El consumo ocasional de alcohol afecta genes esenciales, revela un estudio

El consumo ocasional de alcohol afecta genes esenciales, revela un estudio

SALAMANCA, 13 Mar. –

Un estudio liderado por investigadores de la Universidad de Salamanca, el Instituto de Investigación Biomédica de Salamanca (Ibsal) y el Complejo Asistencial Universitario de Salamanca (CAUSA) demuestra que el consumo de alcohol -no solo crónico, sino también agudo y ocasional- provoca **alteraciones medibles en la expresión de genes** fundamentales para el metabolismo energético, abriendo nuevas vías para la detección temprana del daño, el tratamiento personalizado y el diseño de políticas de salud pública más eficaces frente al trastorno por consumo excesivo de alcohol.

La investigación, publicada en la revista científica Antioxidants, ha sido dirigida por Maura Lina Rojas Pirela y Miguel Marcos Martín, del grupo Enfermedades autoinmunes, alcohol y metabolismo del Ibsal, y ha contado con la colaboración de centros nacionales e internacionales.

El trabajo demuestra que el alcohol modifica la **expresión de genes** relacionados con la glucólisis, la principal vía metabólica mediante la cual las células obtienen energía a partir de la glucosa.

Este proceso es esencial para el funcionamiento normal de órganos como el hígado, el cerebro o el sistema inmunitario, tal y como ha resaltado el instituto en un comunicado.

«El principal hallazgo es que el alcohol altera la **expresión de múltiples genes de la glucólisis**, tanto en personas con trastorno por consumo de alcohol como tras una intoxicación alcohólica puntual», ha explicado Maura Lina Rojas Pirela.

El estudio ha analizado la **expresión de 22 genes** en muestras de sangre periférica, comparando personas con un trastorno por consumo crónico de alcohol, individuos atendidos por ingesta aguda y controles sanos.

Los resultados son «contundentes»: «13 genes mostraron **alteraciones significativas** en personas con trastorno por consumo de alcohol, y ocho de esos genes también estaban alterados tras una intoxicación alcohólica, incluso en personas sin dependencia».

CAMBIOS MOLECULARES

Este hallazgo cuestiona la idea ampliamente extendida de que los efectos del alcohol son solo transitorios cuando el consumo es ocasional. «Existe la **percepción social** de que una borrachera puntual ‘se pasa’ con la resaca», ha señalado Miguel Marcos Martín, para añadir que los datos muestran que «una sola noche de consumo intenso es suficiente para provocar cambios moleculares profundos.»

Muchas de las enzimas cuya expresión se ve alterada por el alcohol son sensibles al **estrés oxidativo**, un proceso en el que se produce un exceso de radicales libres que dañan proteínas, lípidos y ADN.

Para profundizar en estos mecanismos, el equipo ha realizado también experimentos in vitro en astrocitos, células esenciales para el funcionamiento y la protección del cerebro.
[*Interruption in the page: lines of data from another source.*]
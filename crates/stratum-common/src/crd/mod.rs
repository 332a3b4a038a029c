//! Resource definitions for Stratum
//!
//! The `Cluster` resource is what operators author and what the populator
//! hands to downstream provisioning once every field is resolved.

mod cluster;
mod types;

pub use cluster::{Cluster, ClusterSpec};
pub use types::{DockerConfig, EtcdClusterSpec, EtcdMemberSpec, KubeletConfig, ZoneSpec};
Tras exponerlas a etanol, observaron alteraciones en genes glicolíticos y en otros genes clave para la función celular.

PROCESOS PATOLÓGICOS

Uno de los aspectos más prometedores del estudio es la identificación de **biomarcadores moleculares** medibles en sangre, lo que abre la puerta a aplicaciones clínicas directas. «En la práctica clínica, estos biomarcadores podrían permitir **monitorizar** de forma objetiva la exposición al alcohol, detectar daño metabólico temprano y personalizar los tratamientos», ha señalado Rojas Pirela.

Estos perfiles de **expresión génica** podrían ayudar a estratificar a los pacientes según su riesgo, incluso antes de que aparezcan síntomas clínicos, lo que tendría un impacto enorme en términos de prevención y reducción de costes sanitarios.

El estudio abre, además, «múltiples líneas de trabajo» para el futuro, incluyendo la validación de estos biomarcadores en cohortes más amplias y diversas.

Más allá del laboratorio y la consulta, el estudio tiene **implicaciones directas** para las políticas de salud pública. El consumo de alcohol es la principal causa de mortalidad prematura y discapacidad prevenible, pero como recuerda Miguel Marcos, «casi el 90 por ciento de la población consume alcohol, y está profundamente normalizado».

La evidencia científica es clara: «no existe un consumo seguro», ha enfatizado. Este estudio permite, por primera vez, **medir el daño** de forma objetiva incluso tras consumos esporádicos.